# Task directions
Retype, exactly as they appear below, the lines between the line holding "self.end <= self.begin" and the line holding "what users and", both ends included.

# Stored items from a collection
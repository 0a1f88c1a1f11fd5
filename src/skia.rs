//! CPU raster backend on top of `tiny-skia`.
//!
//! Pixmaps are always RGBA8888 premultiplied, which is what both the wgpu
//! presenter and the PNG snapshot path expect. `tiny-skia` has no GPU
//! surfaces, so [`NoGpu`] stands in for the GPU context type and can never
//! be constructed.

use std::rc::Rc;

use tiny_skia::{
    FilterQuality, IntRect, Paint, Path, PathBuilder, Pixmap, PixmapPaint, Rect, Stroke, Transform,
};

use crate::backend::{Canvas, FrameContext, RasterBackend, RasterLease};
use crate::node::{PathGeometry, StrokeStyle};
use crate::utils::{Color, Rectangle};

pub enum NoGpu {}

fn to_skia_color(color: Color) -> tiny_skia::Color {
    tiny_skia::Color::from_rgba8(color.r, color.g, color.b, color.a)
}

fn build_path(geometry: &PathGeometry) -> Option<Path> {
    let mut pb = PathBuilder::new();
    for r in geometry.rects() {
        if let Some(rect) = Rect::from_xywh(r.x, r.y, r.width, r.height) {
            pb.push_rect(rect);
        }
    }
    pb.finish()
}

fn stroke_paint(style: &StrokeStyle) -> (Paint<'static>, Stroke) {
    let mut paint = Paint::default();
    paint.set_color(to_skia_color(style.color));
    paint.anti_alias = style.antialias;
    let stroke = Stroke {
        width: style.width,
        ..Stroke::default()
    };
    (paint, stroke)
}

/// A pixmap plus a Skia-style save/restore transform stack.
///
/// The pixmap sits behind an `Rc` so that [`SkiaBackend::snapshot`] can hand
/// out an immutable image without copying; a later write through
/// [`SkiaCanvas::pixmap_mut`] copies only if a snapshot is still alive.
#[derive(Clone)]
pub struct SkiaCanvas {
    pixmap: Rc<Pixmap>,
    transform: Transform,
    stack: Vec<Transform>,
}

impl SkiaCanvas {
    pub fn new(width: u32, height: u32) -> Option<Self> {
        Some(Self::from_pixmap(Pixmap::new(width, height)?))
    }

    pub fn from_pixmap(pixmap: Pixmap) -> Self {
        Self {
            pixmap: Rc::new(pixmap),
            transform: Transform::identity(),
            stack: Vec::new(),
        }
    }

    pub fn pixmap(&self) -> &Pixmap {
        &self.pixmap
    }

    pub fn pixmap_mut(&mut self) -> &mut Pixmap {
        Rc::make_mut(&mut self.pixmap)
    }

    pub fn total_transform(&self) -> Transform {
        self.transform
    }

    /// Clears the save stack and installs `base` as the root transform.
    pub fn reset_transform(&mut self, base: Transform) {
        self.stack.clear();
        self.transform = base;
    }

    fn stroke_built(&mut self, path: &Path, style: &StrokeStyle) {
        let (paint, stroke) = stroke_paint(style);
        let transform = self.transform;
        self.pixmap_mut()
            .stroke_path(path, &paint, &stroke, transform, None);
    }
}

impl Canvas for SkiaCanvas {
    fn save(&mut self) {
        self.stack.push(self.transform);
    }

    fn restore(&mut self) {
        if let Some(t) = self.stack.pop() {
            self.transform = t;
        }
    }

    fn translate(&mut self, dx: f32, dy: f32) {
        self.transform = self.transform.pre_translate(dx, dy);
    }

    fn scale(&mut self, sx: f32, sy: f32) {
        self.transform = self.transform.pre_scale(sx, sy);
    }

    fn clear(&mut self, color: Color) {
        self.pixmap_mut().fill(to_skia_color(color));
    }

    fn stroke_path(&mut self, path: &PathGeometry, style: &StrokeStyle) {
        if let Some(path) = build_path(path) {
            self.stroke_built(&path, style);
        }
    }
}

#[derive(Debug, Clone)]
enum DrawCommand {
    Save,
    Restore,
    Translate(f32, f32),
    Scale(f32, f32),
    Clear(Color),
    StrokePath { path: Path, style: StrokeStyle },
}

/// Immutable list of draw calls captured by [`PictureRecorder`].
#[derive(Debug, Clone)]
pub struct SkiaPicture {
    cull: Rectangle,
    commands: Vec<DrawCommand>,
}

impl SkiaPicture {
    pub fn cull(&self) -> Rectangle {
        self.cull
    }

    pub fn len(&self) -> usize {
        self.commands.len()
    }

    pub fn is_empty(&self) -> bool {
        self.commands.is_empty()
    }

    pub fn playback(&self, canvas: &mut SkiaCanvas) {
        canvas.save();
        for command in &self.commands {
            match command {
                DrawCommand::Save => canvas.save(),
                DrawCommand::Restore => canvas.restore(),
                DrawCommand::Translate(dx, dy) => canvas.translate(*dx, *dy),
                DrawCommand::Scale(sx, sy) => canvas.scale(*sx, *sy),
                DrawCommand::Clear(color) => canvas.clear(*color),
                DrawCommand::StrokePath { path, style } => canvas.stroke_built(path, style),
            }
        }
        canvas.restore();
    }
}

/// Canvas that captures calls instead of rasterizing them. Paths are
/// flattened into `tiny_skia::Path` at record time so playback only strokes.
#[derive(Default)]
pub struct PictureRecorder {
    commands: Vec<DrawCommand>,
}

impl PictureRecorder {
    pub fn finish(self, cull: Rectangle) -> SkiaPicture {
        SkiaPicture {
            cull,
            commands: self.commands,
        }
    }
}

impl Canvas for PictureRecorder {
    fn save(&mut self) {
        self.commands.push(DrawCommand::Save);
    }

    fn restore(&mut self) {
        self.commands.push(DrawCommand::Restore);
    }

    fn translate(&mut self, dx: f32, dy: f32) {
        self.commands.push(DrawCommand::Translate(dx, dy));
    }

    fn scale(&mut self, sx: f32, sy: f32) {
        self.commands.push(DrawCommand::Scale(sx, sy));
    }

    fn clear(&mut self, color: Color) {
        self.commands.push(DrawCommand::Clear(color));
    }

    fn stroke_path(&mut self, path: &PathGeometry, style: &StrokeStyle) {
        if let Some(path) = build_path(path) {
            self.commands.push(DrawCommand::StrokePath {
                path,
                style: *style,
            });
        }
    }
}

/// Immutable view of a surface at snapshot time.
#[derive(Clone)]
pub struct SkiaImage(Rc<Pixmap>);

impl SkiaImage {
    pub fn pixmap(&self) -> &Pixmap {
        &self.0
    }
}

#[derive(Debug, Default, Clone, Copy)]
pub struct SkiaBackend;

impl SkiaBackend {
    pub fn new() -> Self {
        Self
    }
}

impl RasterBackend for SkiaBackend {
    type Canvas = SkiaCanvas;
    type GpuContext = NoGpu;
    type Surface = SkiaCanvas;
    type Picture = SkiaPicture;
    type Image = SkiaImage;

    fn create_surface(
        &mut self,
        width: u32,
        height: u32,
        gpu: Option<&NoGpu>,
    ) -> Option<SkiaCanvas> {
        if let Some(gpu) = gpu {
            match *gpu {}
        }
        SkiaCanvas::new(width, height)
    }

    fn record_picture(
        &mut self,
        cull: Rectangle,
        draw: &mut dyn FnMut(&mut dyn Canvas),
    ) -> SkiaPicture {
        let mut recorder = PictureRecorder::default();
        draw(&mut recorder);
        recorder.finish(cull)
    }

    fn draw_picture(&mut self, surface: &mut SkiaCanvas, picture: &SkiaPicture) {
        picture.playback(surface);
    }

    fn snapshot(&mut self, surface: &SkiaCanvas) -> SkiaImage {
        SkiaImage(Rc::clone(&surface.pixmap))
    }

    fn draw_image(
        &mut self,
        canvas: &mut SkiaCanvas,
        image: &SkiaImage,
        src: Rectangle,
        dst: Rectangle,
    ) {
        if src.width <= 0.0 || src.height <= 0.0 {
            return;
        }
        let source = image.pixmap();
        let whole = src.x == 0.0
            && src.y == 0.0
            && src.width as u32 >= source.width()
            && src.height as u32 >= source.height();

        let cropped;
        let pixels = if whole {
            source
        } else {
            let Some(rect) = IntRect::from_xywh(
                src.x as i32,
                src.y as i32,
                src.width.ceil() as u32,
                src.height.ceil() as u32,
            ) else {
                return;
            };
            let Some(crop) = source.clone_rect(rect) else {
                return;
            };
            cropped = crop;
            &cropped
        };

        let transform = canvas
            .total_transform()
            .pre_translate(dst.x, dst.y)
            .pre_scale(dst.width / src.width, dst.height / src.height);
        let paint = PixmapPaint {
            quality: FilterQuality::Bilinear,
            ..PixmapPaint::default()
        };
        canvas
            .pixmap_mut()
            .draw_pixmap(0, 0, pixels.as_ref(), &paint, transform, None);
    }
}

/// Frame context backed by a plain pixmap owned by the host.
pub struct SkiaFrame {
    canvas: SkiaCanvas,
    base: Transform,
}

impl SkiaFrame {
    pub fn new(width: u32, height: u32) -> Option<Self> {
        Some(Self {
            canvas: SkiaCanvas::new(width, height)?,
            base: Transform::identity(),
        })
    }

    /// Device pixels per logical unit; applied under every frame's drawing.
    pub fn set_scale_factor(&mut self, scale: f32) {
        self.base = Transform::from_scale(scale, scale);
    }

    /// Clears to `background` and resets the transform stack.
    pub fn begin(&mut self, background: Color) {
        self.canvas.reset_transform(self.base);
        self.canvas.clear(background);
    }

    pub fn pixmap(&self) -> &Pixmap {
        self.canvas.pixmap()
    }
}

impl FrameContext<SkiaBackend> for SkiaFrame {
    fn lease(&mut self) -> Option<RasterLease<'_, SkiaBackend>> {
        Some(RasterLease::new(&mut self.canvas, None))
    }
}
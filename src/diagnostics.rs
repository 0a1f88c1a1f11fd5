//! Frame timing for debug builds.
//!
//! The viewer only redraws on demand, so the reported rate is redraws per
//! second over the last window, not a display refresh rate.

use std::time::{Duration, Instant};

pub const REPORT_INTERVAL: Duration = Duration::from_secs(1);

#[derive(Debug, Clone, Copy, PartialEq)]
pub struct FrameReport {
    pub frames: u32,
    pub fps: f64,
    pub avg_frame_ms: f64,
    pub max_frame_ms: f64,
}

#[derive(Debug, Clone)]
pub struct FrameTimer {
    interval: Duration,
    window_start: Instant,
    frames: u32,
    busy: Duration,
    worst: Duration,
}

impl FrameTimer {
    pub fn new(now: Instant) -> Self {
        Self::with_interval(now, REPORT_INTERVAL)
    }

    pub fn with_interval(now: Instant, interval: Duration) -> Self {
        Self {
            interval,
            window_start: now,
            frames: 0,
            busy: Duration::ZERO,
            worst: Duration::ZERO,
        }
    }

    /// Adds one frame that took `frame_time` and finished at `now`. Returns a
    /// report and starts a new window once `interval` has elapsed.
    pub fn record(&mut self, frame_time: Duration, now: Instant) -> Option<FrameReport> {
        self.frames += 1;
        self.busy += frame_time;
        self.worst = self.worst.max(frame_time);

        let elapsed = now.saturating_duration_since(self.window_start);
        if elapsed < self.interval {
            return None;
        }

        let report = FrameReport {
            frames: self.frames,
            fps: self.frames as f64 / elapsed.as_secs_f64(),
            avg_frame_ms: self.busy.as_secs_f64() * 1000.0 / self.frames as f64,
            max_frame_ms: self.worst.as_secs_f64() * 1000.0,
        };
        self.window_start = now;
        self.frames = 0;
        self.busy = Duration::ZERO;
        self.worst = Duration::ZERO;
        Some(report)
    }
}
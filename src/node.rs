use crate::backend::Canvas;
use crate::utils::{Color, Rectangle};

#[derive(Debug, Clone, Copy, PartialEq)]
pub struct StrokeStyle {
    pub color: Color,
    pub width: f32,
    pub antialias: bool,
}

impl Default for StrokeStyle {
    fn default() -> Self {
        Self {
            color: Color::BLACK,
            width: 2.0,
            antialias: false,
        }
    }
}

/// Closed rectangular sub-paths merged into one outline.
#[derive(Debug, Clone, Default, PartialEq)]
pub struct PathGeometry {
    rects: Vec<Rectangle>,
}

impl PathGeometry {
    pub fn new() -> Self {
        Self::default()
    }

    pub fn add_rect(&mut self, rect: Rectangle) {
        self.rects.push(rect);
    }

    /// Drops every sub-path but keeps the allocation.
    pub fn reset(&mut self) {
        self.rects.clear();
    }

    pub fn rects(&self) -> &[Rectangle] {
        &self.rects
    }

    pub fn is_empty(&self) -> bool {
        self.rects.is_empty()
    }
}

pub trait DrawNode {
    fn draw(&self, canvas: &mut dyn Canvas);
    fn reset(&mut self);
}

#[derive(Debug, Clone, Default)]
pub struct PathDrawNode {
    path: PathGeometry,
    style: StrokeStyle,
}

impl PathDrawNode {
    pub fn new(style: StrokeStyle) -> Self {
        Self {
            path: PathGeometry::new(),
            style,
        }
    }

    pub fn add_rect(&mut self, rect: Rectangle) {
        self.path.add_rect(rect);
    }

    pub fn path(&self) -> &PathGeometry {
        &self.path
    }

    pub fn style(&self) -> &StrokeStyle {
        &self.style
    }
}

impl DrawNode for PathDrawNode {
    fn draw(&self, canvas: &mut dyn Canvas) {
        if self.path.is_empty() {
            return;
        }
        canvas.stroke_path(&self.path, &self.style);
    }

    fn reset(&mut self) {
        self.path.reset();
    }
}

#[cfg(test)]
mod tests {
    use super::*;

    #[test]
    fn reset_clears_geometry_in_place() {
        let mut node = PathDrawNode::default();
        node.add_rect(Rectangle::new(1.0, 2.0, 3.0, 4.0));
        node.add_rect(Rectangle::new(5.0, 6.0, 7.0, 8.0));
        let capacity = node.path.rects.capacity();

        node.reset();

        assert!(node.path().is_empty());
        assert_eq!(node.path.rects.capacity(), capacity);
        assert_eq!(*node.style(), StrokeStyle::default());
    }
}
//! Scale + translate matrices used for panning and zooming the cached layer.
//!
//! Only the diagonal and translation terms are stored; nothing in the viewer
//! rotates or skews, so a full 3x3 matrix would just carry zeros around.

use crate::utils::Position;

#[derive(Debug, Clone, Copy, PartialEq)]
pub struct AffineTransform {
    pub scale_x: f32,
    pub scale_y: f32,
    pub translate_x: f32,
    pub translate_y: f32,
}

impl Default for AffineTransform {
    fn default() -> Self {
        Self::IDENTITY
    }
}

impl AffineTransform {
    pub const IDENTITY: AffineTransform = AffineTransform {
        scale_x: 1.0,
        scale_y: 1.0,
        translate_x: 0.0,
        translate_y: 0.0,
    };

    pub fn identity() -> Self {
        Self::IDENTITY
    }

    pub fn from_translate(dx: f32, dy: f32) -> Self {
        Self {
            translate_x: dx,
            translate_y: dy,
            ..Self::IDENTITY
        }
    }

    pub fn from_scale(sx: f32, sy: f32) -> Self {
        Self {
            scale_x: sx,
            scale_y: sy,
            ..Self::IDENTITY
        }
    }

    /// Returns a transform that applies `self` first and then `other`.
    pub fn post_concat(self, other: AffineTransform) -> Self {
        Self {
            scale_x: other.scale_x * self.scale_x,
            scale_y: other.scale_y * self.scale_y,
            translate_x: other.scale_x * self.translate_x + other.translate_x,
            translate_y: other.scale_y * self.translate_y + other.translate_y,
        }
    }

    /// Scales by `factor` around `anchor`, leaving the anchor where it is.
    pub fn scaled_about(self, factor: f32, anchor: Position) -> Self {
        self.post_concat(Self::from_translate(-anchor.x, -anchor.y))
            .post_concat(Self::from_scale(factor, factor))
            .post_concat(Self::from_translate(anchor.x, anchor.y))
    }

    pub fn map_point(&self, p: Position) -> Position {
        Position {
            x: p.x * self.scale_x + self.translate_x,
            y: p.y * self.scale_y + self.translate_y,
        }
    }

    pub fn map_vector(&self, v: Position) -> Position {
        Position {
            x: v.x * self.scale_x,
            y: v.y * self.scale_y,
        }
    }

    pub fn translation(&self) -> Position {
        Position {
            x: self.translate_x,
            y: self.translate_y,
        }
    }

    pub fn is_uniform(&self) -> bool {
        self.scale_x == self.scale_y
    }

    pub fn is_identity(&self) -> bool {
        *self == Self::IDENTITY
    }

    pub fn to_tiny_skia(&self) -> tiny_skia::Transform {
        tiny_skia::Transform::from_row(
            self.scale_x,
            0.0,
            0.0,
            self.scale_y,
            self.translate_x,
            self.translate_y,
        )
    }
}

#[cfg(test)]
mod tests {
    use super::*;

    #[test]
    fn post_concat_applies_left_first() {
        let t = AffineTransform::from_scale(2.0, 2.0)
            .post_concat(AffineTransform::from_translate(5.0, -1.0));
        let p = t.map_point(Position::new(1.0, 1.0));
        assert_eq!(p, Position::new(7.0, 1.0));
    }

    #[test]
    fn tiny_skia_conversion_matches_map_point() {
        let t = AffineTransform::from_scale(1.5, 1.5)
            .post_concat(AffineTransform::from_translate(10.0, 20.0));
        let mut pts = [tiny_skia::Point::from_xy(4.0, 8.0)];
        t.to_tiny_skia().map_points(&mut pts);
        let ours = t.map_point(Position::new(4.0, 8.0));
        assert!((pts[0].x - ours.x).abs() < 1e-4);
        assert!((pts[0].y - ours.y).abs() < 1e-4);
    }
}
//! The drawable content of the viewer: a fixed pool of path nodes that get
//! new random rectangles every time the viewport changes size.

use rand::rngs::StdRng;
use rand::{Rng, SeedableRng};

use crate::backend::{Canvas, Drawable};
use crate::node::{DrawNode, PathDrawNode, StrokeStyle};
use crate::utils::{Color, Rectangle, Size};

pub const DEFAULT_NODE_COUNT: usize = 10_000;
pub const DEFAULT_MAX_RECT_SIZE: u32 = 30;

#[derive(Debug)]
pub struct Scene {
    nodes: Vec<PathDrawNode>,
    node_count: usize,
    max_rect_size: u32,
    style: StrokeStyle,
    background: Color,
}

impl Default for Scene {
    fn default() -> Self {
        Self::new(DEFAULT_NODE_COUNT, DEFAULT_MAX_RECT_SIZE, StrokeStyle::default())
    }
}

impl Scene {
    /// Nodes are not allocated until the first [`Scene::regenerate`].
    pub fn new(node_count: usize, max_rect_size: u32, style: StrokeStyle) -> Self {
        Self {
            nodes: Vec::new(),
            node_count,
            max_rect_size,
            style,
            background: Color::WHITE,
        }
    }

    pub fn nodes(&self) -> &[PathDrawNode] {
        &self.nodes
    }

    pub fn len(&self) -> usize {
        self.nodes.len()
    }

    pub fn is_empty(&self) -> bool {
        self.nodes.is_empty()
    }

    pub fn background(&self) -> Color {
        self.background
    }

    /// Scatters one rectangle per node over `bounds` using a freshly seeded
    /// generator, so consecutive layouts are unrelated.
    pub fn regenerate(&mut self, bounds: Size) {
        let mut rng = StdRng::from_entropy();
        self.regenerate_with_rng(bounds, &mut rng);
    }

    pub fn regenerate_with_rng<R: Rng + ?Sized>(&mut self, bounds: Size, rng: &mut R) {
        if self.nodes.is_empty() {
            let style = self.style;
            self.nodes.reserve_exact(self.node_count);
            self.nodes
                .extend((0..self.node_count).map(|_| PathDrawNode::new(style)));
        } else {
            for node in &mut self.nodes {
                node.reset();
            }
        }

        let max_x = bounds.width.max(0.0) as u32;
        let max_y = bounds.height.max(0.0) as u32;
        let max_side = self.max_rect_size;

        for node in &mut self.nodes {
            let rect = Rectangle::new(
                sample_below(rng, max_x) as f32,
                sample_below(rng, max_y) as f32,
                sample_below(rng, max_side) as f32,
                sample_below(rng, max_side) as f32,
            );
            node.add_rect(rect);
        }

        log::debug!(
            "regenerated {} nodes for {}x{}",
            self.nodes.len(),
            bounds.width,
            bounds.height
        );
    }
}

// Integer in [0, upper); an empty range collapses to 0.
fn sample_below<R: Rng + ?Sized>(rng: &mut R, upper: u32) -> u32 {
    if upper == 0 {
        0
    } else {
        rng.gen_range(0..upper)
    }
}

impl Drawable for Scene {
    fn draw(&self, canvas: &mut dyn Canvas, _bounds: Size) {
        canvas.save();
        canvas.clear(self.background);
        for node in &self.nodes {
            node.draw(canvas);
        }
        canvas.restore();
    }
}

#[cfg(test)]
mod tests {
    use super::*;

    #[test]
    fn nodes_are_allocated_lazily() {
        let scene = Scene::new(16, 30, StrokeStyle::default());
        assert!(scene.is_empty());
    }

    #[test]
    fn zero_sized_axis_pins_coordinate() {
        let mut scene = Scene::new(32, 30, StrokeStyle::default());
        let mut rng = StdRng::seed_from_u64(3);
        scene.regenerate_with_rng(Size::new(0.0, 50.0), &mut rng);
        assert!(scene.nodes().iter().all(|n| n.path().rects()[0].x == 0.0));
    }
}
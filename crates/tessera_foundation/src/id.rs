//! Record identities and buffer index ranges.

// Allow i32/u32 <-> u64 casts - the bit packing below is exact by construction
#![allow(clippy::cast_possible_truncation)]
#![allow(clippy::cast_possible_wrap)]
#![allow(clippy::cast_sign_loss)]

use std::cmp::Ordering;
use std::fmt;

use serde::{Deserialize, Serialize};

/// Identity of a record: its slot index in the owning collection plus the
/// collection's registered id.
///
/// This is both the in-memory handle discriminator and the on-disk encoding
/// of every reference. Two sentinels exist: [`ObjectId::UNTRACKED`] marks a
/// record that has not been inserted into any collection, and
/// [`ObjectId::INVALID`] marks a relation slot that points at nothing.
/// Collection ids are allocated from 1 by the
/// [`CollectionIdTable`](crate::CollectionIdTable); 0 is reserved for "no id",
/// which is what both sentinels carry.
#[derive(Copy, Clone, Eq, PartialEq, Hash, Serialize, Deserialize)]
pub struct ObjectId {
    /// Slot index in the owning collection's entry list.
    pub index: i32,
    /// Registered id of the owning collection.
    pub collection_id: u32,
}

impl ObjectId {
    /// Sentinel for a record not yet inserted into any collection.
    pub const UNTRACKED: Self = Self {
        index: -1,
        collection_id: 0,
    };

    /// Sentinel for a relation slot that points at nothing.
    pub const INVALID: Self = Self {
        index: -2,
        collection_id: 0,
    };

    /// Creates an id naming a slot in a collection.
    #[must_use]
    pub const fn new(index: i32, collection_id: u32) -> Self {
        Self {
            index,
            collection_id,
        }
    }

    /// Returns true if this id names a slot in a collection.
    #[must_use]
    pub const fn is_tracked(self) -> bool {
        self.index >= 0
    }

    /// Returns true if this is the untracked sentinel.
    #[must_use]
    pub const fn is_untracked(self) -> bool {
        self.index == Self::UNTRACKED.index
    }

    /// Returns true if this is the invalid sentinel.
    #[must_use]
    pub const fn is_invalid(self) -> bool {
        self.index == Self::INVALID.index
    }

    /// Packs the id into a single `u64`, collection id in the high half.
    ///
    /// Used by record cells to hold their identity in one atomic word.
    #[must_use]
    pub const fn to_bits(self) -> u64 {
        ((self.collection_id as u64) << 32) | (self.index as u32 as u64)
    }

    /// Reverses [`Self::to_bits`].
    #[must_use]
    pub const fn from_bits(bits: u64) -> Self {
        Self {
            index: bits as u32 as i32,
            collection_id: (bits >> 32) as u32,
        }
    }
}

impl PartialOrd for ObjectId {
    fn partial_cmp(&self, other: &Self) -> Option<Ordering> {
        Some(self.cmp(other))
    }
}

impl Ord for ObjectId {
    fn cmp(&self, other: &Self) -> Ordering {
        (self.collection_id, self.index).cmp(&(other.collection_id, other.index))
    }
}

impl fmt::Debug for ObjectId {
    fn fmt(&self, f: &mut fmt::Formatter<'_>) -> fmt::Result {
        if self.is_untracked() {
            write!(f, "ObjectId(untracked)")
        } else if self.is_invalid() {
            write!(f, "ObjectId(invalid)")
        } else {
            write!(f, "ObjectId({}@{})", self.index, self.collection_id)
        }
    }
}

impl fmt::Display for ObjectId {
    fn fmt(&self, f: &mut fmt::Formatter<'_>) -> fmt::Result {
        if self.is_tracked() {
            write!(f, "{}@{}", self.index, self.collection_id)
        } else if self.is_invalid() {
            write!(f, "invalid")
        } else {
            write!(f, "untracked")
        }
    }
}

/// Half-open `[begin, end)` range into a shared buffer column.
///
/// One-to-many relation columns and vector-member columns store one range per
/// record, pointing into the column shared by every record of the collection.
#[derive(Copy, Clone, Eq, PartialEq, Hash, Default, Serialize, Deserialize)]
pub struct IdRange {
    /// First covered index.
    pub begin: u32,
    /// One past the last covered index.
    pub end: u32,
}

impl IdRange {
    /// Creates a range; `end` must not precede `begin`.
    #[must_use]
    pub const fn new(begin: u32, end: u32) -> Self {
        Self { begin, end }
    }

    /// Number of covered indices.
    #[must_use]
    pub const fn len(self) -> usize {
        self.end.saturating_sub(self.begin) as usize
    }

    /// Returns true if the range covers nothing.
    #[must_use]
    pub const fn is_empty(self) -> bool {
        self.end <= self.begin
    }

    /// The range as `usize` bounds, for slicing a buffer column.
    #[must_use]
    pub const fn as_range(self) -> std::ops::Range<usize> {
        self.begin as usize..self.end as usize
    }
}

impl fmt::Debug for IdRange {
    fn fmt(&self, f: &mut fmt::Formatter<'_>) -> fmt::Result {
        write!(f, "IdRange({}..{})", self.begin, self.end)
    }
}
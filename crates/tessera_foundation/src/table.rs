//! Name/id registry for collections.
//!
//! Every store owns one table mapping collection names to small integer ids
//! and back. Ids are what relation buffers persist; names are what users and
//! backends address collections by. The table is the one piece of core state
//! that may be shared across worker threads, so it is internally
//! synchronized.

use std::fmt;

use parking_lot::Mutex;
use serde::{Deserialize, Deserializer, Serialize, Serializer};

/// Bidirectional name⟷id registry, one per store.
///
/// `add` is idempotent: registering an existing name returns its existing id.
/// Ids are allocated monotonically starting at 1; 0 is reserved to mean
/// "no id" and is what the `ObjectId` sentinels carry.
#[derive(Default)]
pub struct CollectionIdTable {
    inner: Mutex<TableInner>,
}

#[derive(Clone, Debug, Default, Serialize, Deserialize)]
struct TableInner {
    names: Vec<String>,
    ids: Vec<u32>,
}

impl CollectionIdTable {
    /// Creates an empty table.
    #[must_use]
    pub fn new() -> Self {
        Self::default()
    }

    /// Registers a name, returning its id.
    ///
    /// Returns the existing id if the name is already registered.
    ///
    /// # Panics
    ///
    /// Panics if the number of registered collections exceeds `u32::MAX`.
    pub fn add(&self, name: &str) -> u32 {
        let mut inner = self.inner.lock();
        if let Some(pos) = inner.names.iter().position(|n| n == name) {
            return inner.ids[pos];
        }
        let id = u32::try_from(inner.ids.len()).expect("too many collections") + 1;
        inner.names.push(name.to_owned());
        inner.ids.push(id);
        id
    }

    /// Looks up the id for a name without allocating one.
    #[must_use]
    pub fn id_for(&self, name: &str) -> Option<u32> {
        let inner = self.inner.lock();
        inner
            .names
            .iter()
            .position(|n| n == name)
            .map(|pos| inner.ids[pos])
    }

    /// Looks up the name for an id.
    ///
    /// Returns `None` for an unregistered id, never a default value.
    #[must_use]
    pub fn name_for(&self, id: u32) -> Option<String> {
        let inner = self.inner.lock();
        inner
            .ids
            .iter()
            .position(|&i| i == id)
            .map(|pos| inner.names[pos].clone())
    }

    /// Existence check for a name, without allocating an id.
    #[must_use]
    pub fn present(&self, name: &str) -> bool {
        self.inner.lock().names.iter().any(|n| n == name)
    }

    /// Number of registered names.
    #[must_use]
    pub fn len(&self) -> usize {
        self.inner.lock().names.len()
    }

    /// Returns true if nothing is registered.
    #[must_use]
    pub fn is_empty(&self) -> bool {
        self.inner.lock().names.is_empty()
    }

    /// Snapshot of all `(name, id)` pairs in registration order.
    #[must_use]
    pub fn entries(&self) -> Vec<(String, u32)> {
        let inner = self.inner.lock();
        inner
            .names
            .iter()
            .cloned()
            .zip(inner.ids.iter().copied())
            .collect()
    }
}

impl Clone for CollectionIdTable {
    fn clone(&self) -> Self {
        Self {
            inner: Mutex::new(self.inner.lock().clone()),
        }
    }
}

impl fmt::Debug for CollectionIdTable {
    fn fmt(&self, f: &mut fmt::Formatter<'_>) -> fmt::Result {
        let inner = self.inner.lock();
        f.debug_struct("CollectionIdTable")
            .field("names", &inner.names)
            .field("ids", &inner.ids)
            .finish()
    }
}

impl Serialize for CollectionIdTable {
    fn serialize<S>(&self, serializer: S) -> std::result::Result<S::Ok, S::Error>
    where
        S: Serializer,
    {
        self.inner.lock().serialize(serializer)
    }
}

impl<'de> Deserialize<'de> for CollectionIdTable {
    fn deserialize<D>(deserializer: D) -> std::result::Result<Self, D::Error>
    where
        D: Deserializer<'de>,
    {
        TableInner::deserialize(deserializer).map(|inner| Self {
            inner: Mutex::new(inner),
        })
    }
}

# Answer space
        self.end <= self.begin
    }

    /// The range as `usize` bounds, for slicing a buffer column.
    #[must_use]
    pub const fn as_range(self) -> std::ops::Range<usize> {
        self.begin as usize..self.end as usize
    }
}

impl fmt::Debug for IdRange {
    fn fmt(&self, f: &mut fmt::Formatter<'_>) -> fmt::Result {
        write!(f, "IdRange({}..{})", self.begin, self.end)
    }
}
filename crates/tessera_foundation/src/table.rs
//! Name/id registry for collections.
//!
//! Every store owns one table mapping collection names to small integer ids
//! and back. Ids are what relation buffers persist; names are what users and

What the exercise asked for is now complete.